Dans une déclaration au ton tranché diffusée à 19 h 36, Lamour a déclaré qu’il était contraint de s’exprimer parce que le projet annoncé ces derniers jours « défie l’imagination » et n’est pas du tout un projet de la FIFA. Il a souligné que l’entreprise, qui a suscité une vive controverse, est « le projet d’une seule personne » plutôt qu’un effort conjoint de l’organisation.
Lamour a élargi sa critique en nommant les groupes qui ont été ignorés : les vice‑présidents, les membres du Conseil de la FIFA, les confédérations, les fédérations nationales, les joueurs, les compétitions, les clubs et les supporters. Il a ajouté que même le conseil d’administration de la FIFA lui-même a été trompé, décrivant l’omission prolongée et l’abus de pouvoir unilatéral comme « non négligeable ».
Il a averti que cet épisode met en évidence un manque de confiance, de transparence, de discernement, de bonne gouvernance et, avant tout, de respect. Lamour a appelé les dirigeants politiques du football à poser les bonnes questions et à prendre les bonnes décisions, insistant sur le fait que le projet ne doit pas avancer pour des raisons évidentes.
Selon Lamour, le but de la FIFA est de servir le sport, et non les intérêts personnels d’un individu qui croit à tort représenter la FIFA alors qu’il devrait la servir. Il a soutenu que chacun doit assumer ses responsabilités, le conseil d’administration étant de plus en plus compromis dans sa capacité à remplir sa mission dans les circonstances actuelles.
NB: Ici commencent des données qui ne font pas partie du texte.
//! Disk usage views for Share Manager.
//!
//! Two views are cached, each behind its own [`TtlCell`]:
//!
//! - [`FilesystemUsage`]: one row per mounted filesystem, from `df -h`
//! - [`ShareUsage`]: one row per share with a `path`, from `du -sh`, set
//!   against the filesystem whose mount point is the longest prefix of the
//!   share path
//!
//! Values are recomputed on demand once older than the TTL. Concurrent
//! callers that find a stale value trigger exactly one recomputation.

pub mod cache;
pub mod clock;
pub mod error;
pub mod parse;
pub mod probe;
pub mod ttl;

pub use cache::{DEFAULT_TTL, FilesystemUsage, ShareUsage, UsageCache};
pub use clock::{Clock, ManualClock, SystemClock};
pub use error::{Error, Result};
pub use parse::{display_name, is_virtual_filesystem, parse_df, parse_du, parse_size};
pub use probe::{CommandProbe, UsageProbe};
pub use ttl::{CacheEntry, TtlCell};
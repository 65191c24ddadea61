//! Error types for share-acl

use std::path::PathBuf;

/// Result type for ACL operations
pub type Result<T> = std::result::Result<T, Error>;

/// Errors that can occur while applying, inspecting or validating ACLs
#[derive(Debug, thiserror::Error)]
pub enum Error {
    /// An ACL tool exited non-zero, timed out or could not be started.
    #[error("ACL operation '{operation}' failed on {target}: {source}")]
    ToolFailed {
        operation: String,
        target: PathBuf,
        #[source]
        source: share_sys::Error,
    },

    #[error("User '{principal}' from '{list}' does not exist")]
    UnknownPrincipal { principal: String, list: String },

    #[error("Failed to list known users: {0}")]
    Directory(#[source] share_sys::Error),

    #[error(transparent)]
    Sys(#[from] share_sys::Error),
}

impl Error {
    pub(crate) fn tool(operation: impl Into<String>, target: impl Into<PathBuf>, source: share_sys::Error) -> Self {
        Self::ToolFailed {
            operation: operation.into(),
            target: target.into(),
            source,
        }
    }
}
//! Unified diff output for dry runs

use colored::Colorize;
use share_core::ConfigPreview;
use similar::TextDiff;

/// Render a preview as a unified diff, or `None` when nothing would change.
pub fn unified(preview: &ConfigPreview, path: &str) -> Option<String> {
    if preview.is_unchanged() {
        return None;
    }
    let diff = TextDiff::from_lines(&preview.before, &preview.after);
    Some(
        diff.unified_diff()
            .context_radius(3)
            .header(&format!("a/{}", path), &format!("b/{}", path))
            .to_string(),
    )
}

/// Print a dry-run preview with colored additions and removals.
pub fn print_preview(preview: &ConfigPreview, path: &str) {
    let Some(diff) = unified(preview, path) else {
        println!("{} No changes to {}", "OK".green().bold(), path);
        return;
    };

    println!("{} Would change {}:", "[dry-run]".yellow().bold(), path);
    println!();
    for line in diff.lines() {
        if line.starts_with("+++") || line.starts_with("---") {
            println!("{}", line.bold());
        } else if line.starts_with("@@") {
            println!("{}", line.cyan());
        } else if line.starts_with('+') {
            println!("{}", line.green());
        } else if line.starts_with('-') {
            println!("{}", line.red());
        } else {
            println!("{}", line);
        }
    }
}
Lamour a également réfléchi au rôle d’un président de la FIFA, affirmant que la fonction doit rassembler les gens, unir et inspirer. « Aujourd’hui, nous vivons le contraire », a-t-il déclaré, ajoutant que de nombreux collègues ne se sentent plus fiers de travailler pour la FIFA, une situation qui le rend triste.
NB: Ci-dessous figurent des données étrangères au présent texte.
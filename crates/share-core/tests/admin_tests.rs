//! Share, section and service operations over a temporary configuration

mod common;

use std::collections::BTreeMap;

use common::Harness;
use pretty_assertions::assert_eq;
use share_acl::{AclStep, RecordingAclBackend};
use share_conf::{PrincipalKind, Section};
use share_core::{Error, StatusClass};
use share_test_utils::TestConf;

#[test]
fn test_list_shares_excludes_reserved_sections() {
    let h = Harness::new();

    let shares = h.ctx.list_shares().unwrap();

    assert_eq!(shares.keys().collect::<Vec<_>>(), vec!["media", "scratch"]);
    assert_eq!(shares["media"].get("valid users"), Some("@family"));
}

#[test]
fn test_get_share_rejects_reserved_and_missing() {
    let h = Harness::new();

    for name in ["global", "printers", "nope"] {
        let err = h.ctx.get_share(name).unwrap_err();
        assert_eq!(err.status_class(), StatusClass::NotFound, "{name}");
    }
    assert_eq!(h.ctx.get_share("scratch").unwrap().path(), Some("/srv/scratch"));
}

#[test]
fn test_preview_upsert_does_not_write() {
    let h = Harness::new();
    let before = h.conf.read_conf();
    let share = Section::new().with("path", "/srv/docs");

    let preview = h.ctx.preview_upsert("docs", &share).unwrap();

    assert_eq!(preview.before, before);
    assert!(preview.after.ends_with("\n[docs]\n    path = /srv/docs\n"));
    assert!(!preview.is_unchanged());
    assert_eq!(h.conf.read_conf(), before);
    assert_eq!(h.reloads(), 0);
}

#[test]
fn test_delete_share_drops_block_and_reloads() {
    let h = Harness::new();

    h.ctx.delete_share("media").unwrap();

    h.conf.assert_conf_not_contains("[media]");
    h.conf.assert_conf_not_contains("/data/media");
    h.conf.assert_conf_contains("# media library, managed by hand\n[scratch]\n");
    assert_eq!(h.reloads(), 1);
}

#[test]
fn test_delete_missing_share_is_not_found() {
    let h = Harness::new();
    let before = h.conf.read_conf();

    let err = h.ctx.delete_share("ghost").unwrap_err();

    assert!(matches!(err, Error::NotFound { .. }));
    assert_eq!(h.conf.read_conf(), before);
    assert_eq!(h.reloads(), 0);
}

#[test]
fn test_delete_reserved_section_is_rejected() {
    let h = Harness::new();

    let err = h.ctx.delete_share("global").unwrap_err();

    assert_eq!(err.status_class(), StatusClass::BadRequest);
    h.conf.assert_conf_contains("[global]");
}

#[test]
fn test_preview_delete_shows_removal() {
    let h = Harness::new();

    let preview = h.ctx.preview_delete("scratch").unwrap();

    assert!(preview.before.contains("[scratch]"));
    assert!(!preview.after.contains("[scratch]"));
    h.conf.assert_conf_contains("[scratch]");
}

#[test]
fn test_update_global_section_keeps_shares() {
    let h = Harness::new();
    let global = Section::new()
        .with("workgroup", "HOME")
        .with("server string", "%h server (Samba)");

    h.ctx.update_section("global", &global).unwrap();

    let text = h.conf.read_conf();
    assert!(text.starts_with("# Global parameters\n[global]\n    workgroup = HOME\n"));
    assert!(text.contains("   ; logging\n"));
    assert!(!text.contains("log file"));
    assert!(text.contains("[media]\n   path = /data/media\n   read only = yes\n"));
    assert_eq!(h.ctx.get_section("global").unwrap(), global);
    assert_eq!(h.reloads(), 1);
    assert!(h.acl.calls().is_empty());
}

#[test]
fn test_update_section_rejects_multiline_value() {
    let h = Harness::new();
    let before = h.conf.read_conf();
    let params = Section::new().with("comment", "one\n[evil]");

    let err = h.ctx.update_section("media", &params).unwrap_err();

    assert_eq!(err.status_class(), StatusClass::BadRequest);
    assert_eq!(h.conf.read_conf(), before);
}

#[test]
fn test_update_sections_writes_once() {
    let h = Harness::new();
    let sections = BTreeMap::from([
        ("global".to_string(), Section::new().with("workgroup", "HOME")),
        ("extra".to_string(), Section::new().with("path", "/srv/extra")),
    ]);

    h.ctx.update_sections(&sections).unwrap();

    assert_eq!(h.ctx.get_section("global").unwrap().get("workgroup"), Some("HOME"));
    assert_eq!(h.ctx.get_section("extra").unwrap().path(), Some("/srv/extra"));
    assert_eq!(h.reloads(), 1);
}

#[test]
fn test_get_missing_section_is_empty() {
    let h = Harness::new();
    assert!(h.ctx.get_section("nothing").unwrap().is_empty());
}

#[test]
fn test_sections_include_reserved() {
    let h = Harness::new();
    let names: Vec<String> = h.ctx.sections().unwrap().into_keys().collect();
    assert_eq!(names, vec!["global", "media", "print$", "printers", "scratch"]);
}

#[test]
fn test_refresh_acls_covers_every_share_with_path() {
    let h = Harness::new();

    let refreshed = h.ctx.refresh_acls().unwrap();

    assert_eq!(refreshed, 2);
    let cleared: Vec<_> = h
        .acl
        .calls()
        .into_iter()
        .filter(|c| c.step == AclStep::Clear)
        .map(|c| c.path)
        .collect();
    assert_eq!(
        cleared,
        vec![
            std::path::PathBuf::from("/data/media"),
            std::path::PathBuf::from("/srv/scratch"),
        ]
    );
}

#[test]
fn test_refresh_acls_stops_at_first_failure() {
    let h = Harness::with_acl(TestConf::new(), RecordingAclBackend::failing_at(0));

    let err = h.ctx.refresh_acls().unwrap_err();

    assert!(matches!(err, Error::Acl(_)));
    assert_eq!(h.acl.calls().len(), 1);
}

#[test]
fn test_restart_service_refreshes_then_reloads() {
    let h = Harness::new();

    h.ctx.restart_service().unwrap();

    assert!(!h.acl.calls().is_empty());
    assert_eq!(h.reloads(), 1);
}

#[test]
fn test_restart_service_skips_reload_when_acl_fails() {
    let h = Harness::with_acl(TestConf::new(), RecordingAclBackend::failing_at(0));

    assert!(h.ctx.restart_service().is_err());
    assert_eq!(h.reloads(), 0);
}

#[test]
fn test_save_raw_config_replaces_file_and_restarts() {
    let h = Harness::new();
    let text = "[global]\n  workgroup = X\n\n[only]\n  path = /srv/only\n  write list = bob\n";

    h.ctx.save_raw_config(text).unwrap();

    assert_eq!(h.ctx.raw_config().unwrap(), text);
    assert_eq!(h.ctx.list_shares().unwrap().keys().collect::<Vec<_>>(), vec!["only"]);
    assert!(h.acl.calls().iter().all(|c| c.path.to_str() == Some("/srv/only")));
    assert_eq!(h.reloads(), 1);
}

#[test]
fn test_share_acl_reports_applied_entries() {
    let h = Harness::new();
    h.ctx.refresh_acls().unwrap();

    let acl = h.ctx.share_acl("scratch").unwrap();

    assert_eq!(acl.path, "/srv/scratch");
    assert_eq!(acl.permission_of(PrincipalKind::User, "alice", false), Some("rwx"));
    assert_eq!(acl.permission_of(PrincipalKind::User, "alice", true), Some("rwx"));
}

#[test]
fn test_share_acl_errors() {
    let h = Harness::new();
    h.ctx
        .update_section("nopath", &Section::new().with("comment", "no dir"))
        .unwrap();

    assert_eq!(
        h.ctx.share_acl("ghost").unwrap_err().status_class(),
        StatusClass::NotFound
    );
    let err = h.ctx.share_acl("nopath").unwrap_err();
    assert_eq!(err.status_class(), StatusClass::BadRequest);
    assert_eq!(err.to_string(), "Share 'nopath' has no path defined");
}

#[test]
fn test_service_status_passes_through() {
    let h = Harness::new();

    let status = h.ctx.service_status().unwrap();

    assert!(status.active);
    assert_eq!(status.status, "running");
    assert_eq!(status.uptime, "N/A");
}

#[test]
fn test_share_usage_attributes_to_mounts() {
    let h = Harness::new();

    let usage = h.ctx.share_usage().unwrap();

    let names: Vec<_> = usage.iter().map(|u| u.name.as_str()).collect();
    assert_eq!(names, vec!["media", "scratch"]);
    assert_eq!(usage[0].size, "1.8T");
    assert_eq!(usage[1].size, "98G");
    assert!(usage.iter().all(|u| u.used == "1.0G"));
}

#[test]
fn test_filesystem_usage_lists_every_row() {
    let h = Harness::new();

    let filesystems = h.ctx.filesystem_usage().unwrap();

    assert_eq!(filesystems.len(), 5);
    assert_eq!(filesystems.iter().filter(|f| f.is_virtual).count(), 3);
}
Reconnaissant le risque personnel, Lamour a déclaré être conscient de son devoir de loyauté envers son employeur mais aussi envers les valeurs qui lui ont été inculquées et envers ses collègues. Il a affirmé que si ses remarques lui coûtaient son emploi, il accepterait la décision et pourrait dormir tranquillement cette nuit-là.
Le contraste saisissant entre l’appel de Lamour à une gestion collective et l’agenda perçu comme solitaire d’Infantino révèle une fissure grandissante au sein de la direction de la FIFA. Les prochaines étapes reposent désormais sur ceux qui détiennent le pouvoir de redéfinir la direction de l’organisation.